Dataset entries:
-*-
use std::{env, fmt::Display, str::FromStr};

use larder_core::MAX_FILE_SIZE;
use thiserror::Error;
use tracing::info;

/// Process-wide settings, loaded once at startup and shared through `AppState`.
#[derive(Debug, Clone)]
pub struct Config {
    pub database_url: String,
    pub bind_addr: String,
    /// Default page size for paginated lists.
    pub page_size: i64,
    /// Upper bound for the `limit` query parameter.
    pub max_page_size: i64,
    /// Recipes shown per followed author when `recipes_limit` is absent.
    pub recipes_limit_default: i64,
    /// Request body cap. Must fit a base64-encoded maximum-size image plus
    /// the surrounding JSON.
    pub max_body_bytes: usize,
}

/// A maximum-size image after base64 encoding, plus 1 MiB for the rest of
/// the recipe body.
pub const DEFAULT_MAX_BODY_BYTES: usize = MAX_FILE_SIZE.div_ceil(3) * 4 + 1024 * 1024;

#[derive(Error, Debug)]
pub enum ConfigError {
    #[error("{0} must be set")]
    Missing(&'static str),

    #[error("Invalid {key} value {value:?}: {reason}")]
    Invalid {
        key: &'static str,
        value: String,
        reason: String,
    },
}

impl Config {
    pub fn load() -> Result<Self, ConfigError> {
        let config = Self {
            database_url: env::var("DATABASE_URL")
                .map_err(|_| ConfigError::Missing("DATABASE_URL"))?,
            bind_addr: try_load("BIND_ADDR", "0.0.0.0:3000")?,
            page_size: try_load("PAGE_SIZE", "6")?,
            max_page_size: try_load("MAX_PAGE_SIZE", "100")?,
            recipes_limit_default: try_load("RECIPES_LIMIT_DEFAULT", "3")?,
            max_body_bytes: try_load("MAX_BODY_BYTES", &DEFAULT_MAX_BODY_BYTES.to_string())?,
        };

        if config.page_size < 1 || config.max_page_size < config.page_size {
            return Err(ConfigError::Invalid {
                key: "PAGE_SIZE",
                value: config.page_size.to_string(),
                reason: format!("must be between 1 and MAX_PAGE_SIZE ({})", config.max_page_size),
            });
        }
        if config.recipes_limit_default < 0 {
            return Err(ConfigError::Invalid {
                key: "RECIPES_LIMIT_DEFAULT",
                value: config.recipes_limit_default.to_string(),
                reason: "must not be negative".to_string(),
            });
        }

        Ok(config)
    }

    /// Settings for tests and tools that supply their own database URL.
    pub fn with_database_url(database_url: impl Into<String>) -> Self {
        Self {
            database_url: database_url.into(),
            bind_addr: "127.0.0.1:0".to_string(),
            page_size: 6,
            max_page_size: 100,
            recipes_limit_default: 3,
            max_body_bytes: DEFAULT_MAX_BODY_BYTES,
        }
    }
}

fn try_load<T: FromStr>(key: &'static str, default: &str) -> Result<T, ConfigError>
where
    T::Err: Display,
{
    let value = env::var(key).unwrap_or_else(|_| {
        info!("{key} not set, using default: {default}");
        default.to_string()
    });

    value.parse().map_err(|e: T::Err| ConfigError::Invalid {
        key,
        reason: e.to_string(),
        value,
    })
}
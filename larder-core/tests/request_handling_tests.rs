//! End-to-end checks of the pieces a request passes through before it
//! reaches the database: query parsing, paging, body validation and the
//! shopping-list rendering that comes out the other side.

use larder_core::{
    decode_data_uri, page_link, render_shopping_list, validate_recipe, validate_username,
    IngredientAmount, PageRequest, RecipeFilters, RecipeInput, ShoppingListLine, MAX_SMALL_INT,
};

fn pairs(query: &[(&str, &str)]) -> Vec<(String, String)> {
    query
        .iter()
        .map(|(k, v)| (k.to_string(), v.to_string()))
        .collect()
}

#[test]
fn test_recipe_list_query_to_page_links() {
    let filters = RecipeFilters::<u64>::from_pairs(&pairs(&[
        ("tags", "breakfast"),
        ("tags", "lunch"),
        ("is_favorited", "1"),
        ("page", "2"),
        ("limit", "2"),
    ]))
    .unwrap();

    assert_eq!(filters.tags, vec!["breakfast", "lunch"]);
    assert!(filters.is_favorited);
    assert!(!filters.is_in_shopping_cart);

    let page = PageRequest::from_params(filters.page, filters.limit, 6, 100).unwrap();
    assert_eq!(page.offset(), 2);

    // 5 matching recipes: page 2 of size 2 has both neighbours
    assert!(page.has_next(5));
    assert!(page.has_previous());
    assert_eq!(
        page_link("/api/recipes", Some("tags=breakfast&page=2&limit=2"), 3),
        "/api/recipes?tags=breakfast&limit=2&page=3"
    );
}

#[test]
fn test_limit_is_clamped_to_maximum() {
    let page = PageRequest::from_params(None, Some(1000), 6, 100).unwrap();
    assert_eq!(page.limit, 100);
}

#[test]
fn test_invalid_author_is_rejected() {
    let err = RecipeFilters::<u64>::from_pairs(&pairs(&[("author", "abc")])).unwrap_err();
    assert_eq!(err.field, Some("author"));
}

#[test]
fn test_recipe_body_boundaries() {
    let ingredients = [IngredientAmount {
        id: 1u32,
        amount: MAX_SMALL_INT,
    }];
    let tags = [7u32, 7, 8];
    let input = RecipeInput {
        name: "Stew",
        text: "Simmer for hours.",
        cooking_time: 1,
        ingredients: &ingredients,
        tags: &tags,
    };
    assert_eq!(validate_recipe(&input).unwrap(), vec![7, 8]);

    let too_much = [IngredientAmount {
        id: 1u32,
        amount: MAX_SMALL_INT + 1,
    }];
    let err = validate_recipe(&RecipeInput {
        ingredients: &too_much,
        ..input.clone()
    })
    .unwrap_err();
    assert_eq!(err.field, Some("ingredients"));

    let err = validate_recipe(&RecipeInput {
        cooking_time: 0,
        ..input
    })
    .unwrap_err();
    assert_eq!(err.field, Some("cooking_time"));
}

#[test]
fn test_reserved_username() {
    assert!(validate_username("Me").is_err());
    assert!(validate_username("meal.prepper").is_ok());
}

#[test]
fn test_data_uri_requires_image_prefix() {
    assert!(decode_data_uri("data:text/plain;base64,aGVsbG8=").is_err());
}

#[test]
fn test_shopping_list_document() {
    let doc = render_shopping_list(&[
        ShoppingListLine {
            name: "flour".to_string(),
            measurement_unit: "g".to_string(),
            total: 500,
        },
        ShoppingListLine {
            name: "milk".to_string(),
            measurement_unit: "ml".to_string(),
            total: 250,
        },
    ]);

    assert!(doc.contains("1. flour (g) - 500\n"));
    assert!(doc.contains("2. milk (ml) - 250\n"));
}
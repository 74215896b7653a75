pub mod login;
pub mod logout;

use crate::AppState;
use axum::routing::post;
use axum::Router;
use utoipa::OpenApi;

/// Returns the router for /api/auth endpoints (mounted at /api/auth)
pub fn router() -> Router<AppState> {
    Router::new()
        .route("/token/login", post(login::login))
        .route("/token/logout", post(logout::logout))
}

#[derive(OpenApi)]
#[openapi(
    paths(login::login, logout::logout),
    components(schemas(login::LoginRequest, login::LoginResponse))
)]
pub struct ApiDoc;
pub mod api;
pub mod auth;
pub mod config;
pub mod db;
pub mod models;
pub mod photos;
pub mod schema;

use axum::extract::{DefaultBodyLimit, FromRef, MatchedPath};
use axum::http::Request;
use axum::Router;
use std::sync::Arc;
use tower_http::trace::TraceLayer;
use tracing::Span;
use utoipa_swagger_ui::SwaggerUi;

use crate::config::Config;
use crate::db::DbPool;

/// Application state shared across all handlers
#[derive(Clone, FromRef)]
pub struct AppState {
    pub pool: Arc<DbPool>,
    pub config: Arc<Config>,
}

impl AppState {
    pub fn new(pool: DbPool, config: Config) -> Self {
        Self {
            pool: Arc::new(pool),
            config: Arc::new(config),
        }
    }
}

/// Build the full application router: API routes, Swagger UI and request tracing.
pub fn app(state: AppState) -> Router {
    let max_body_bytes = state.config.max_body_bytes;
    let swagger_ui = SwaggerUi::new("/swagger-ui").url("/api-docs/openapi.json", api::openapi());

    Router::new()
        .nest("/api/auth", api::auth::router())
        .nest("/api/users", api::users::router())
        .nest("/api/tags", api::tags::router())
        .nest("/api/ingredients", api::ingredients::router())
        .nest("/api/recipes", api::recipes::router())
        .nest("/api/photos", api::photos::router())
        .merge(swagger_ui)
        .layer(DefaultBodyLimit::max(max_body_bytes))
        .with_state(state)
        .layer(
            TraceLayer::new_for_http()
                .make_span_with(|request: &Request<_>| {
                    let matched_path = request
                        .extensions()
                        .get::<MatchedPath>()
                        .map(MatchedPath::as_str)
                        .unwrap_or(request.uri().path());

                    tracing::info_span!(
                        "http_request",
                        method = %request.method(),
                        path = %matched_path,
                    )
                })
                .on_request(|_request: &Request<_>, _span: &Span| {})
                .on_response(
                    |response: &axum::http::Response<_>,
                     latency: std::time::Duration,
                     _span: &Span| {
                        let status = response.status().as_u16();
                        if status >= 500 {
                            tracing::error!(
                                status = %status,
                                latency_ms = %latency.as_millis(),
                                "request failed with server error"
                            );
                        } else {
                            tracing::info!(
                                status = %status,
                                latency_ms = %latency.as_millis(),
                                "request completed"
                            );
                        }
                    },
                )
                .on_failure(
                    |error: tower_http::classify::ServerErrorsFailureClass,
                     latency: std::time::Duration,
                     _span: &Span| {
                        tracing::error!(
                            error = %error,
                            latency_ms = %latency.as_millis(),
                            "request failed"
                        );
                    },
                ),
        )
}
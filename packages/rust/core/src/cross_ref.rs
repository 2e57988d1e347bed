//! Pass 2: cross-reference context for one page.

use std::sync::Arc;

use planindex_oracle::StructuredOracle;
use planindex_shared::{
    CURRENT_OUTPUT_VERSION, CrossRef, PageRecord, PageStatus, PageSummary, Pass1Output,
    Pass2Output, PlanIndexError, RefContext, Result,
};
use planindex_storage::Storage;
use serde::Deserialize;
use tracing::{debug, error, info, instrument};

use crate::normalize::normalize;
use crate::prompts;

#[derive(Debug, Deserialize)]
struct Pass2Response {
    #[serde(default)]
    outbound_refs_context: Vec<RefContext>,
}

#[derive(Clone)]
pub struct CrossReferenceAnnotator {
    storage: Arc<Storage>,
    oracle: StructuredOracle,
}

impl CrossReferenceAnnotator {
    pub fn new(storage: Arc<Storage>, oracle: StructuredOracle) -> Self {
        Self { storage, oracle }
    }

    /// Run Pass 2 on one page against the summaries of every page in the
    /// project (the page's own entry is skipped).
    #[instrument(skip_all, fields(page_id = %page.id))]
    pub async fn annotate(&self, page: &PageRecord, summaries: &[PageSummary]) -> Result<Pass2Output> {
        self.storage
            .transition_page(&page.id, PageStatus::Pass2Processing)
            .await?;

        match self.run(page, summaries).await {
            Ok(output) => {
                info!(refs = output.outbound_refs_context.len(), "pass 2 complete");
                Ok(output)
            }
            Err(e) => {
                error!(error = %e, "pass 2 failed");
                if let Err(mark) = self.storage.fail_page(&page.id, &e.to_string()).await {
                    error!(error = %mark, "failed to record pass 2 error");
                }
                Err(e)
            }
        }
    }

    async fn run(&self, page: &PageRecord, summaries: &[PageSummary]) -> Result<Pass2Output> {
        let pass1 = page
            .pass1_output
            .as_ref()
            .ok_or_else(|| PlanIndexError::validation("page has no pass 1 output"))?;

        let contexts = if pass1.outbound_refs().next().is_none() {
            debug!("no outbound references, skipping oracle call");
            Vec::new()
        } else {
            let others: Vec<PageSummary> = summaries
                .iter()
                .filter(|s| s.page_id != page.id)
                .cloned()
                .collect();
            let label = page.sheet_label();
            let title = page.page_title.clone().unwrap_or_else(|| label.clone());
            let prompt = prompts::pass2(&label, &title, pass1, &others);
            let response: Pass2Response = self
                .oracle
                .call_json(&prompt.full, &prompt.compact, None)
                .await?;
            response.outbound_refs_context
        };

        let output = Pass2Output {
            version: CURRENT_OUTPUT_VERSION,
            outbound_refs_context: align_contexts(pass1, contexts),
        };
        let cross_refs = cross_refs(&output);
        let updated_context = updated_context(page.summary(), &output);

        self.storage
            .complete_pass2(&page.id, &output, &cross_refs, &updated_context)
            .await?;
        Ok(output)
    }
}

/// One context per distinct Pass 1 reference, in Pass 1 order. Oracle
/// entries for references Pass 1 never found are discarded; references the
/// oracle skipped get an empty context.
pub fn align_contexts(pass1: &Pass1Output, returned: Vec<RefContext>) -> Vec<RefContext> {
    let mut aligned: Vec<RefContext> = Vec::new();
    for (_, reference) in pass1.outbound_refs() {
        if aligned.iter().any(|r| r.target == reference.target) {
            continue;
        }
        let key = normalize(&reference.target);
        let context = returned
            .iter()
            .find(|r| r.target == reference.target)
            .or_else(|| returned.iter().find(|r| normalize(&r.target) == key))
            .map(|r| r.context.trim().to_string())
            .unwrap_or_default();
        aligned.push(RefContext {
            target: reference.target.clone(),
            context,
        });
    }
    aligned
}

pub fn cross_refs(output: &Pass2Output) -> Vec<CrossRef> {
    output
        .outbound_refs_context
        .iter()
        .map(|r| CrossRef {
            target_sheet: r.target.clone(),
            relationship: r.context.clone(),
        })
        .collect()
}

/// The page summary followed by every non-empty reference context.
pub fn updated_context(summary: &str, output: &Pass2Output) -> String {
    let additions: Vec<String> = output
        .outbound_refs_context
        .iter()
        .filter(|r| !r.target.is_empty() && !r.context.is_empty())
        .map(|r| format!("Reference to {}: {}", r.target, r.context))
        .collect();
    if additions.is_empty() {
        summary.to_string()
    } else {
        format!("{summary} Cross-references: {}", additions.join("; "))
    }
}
-*-
§ ABOUT THIS TASK: Wherever the string "filename" appears in the entries, copy that line.

§ TASK OUTPUT:
filename larder-core/tests/request_handling_tests.rs
filename packages/rust/core/src/cross_ref.rs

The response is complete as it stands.